● WHAT TO WORK ON
The answer must consist of every line in the data that contains "resend".
PROVIDED RECORDS below:
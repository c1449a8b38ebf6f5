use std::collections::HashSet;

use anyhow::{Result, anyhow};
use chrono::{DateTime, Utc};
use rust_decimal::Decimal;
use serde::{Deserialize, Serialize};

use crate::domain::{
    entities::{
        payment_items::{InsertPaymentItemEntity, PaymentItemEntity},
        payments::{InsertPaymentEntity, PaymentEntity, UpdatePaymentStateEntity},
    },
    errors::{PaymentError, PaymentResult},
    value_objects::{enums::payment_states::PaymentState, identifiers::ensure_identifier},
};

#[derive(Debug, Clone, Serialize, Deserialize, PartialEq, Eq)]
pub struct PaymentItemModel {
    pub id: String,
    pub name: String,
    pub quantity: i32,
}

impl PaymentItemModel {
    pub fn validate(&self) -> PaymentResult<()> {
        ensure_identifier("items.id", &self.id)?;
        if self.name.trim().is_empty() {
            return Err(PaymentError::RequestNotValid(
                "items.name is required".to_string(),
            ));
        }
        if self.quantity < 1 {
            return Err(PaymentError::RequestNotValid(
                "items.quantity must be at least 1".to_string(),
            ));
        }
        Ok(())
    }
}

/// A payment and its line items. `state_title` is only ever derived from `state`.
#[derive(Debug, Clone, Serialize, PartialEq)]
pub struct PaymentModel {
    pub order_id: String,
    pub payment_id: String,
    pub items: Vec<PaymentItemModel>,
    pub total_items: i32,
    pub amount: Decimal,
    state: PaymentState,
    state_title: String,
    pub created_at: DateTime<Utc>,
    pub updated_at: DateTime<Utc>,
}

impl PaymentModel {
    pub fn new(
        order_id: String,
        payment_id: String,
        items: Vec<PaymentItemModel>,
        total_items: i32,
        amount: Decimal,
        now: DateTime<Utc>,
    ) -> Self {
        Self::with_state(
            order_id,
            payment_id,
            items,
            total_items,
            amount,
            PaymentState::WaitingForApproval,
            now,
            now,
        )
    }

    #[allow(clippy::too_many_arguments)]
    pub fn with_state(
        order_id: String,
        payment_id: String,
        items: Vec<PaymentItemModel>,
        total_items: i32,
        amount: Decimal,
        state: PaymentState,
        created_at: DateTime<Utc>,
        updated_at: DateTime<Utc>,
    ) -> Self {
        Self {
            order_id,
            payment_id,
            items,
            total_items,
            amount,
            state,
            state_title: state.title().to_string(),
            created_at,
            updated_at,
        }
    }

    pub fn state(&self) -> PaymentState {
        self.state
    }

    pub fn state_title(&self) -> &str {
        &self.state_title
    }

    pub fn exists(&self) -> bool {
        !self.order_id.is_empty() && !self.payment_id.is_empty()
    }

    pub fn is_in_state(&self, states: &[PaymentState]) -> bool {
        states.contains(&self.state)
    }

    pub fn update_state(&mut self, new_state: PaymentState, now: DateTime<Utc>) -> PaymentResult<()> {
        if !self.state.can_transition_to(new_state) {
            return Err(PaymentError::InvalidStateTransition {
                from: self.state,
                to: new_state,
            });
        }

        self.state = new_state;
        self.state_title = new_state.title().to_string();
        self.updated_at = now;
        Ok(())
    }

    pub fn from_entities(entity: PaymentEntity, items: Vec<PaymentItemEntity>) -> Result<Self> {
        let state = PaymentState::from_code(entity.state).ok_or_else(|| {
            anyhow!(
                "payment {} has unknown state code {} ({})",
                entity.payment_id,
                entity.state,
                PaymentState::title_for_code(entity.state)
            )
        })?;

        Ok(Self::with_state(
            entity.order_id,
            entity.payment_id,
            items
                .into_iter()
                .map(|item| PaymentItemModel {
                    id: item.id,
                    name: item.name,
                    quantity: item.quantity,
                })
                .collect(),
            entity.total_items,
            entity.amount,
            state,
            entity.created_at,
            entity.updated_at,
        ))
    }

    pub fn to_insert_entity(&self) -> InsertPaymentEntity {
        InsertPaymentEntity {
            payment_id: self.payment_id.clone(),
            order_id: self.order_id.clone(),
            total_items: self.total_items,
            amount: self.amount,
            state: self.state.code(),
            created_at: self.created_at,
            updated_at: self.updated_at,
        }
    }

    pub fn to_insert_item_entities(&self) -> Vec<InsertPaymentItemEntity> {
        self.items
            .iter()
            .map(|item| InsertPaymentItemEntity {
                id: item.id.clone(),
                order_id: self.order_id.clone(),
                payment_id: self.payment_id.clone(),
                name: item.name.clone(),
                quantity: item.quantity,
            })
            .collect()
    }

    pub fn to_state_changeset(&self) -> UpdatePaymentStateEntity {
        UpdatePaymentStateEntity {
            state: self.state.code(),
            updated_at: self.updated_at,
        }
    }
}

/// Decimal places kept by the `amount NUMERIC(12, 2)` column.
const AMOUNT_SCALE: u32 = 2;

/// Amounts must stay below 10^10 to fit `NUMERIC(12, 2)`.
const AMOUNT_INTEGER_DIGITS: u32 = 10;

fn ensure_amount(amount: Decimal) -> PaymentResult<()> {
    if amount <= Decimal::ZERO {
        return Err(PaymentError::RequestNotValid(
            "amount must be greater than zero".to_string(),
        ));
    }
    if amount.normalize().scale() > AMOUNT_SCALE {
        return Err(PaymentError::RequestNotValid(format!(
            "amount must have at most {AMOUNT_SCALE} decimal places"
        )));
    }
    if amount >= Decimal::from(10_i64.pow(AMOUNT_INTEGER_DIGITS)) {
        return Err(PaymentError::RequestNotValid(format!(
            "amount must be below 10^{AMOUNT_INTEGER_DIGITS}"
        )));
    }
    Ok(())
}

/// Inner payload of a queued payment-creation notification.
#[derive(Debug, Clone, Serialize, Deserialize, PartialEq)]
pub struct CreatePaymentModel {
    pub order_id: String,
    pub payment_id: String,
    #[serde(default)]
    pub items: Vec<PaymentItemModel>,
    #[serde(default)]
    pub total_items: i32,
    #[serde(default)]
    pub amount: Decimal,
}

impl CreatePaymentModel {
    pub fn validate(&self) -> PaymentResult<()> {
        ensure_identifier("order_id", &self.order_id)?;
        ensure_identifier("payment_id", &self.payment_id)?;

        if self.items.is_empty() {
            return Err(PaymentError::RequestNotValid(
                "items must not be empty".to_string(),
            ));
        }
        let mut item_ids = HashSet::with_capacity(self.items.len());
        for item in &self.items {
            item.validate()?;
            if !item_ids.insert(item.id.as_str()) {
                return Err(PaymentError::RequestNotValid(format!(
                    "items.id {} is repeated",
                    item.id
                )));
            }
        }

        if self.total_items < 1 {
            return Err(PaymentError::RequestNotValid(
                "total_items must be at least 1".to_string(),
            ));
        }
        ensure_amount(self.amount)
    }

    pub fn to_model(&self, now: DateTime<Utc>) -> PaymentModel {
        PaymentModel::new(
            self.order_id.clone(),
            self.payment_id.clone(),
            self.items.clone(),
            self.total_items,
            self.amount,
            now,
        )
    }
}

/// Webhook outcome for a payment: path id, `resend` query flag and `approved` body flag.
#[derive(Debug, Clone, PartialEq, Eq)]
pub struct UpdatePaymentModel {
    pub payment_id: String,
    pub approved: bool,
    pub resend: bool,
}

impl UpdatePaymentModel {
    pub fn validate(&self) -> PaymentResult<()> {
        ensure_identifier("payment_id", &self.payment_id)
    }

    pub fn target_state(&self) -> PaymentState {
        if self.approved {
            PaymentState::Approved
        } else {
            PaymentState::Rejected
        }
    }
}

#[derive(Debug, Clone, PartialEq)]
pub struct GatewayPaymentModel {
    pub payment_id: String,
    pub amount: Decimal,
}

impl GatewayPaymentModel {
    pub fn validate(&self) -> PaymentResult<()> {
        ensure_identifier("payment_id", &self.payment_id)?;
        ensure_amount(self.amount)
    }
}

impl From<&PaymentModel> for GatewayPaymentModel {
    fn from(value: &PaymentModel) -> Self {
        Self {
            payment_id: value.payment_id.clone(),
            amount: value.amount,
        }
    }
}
End of PROVIDED RECORDS.
● EXERCISE RESULT
/// Webhook outcome for a payment: path id, `resend` query flag and `approved` body flag.
    pub resend: bool,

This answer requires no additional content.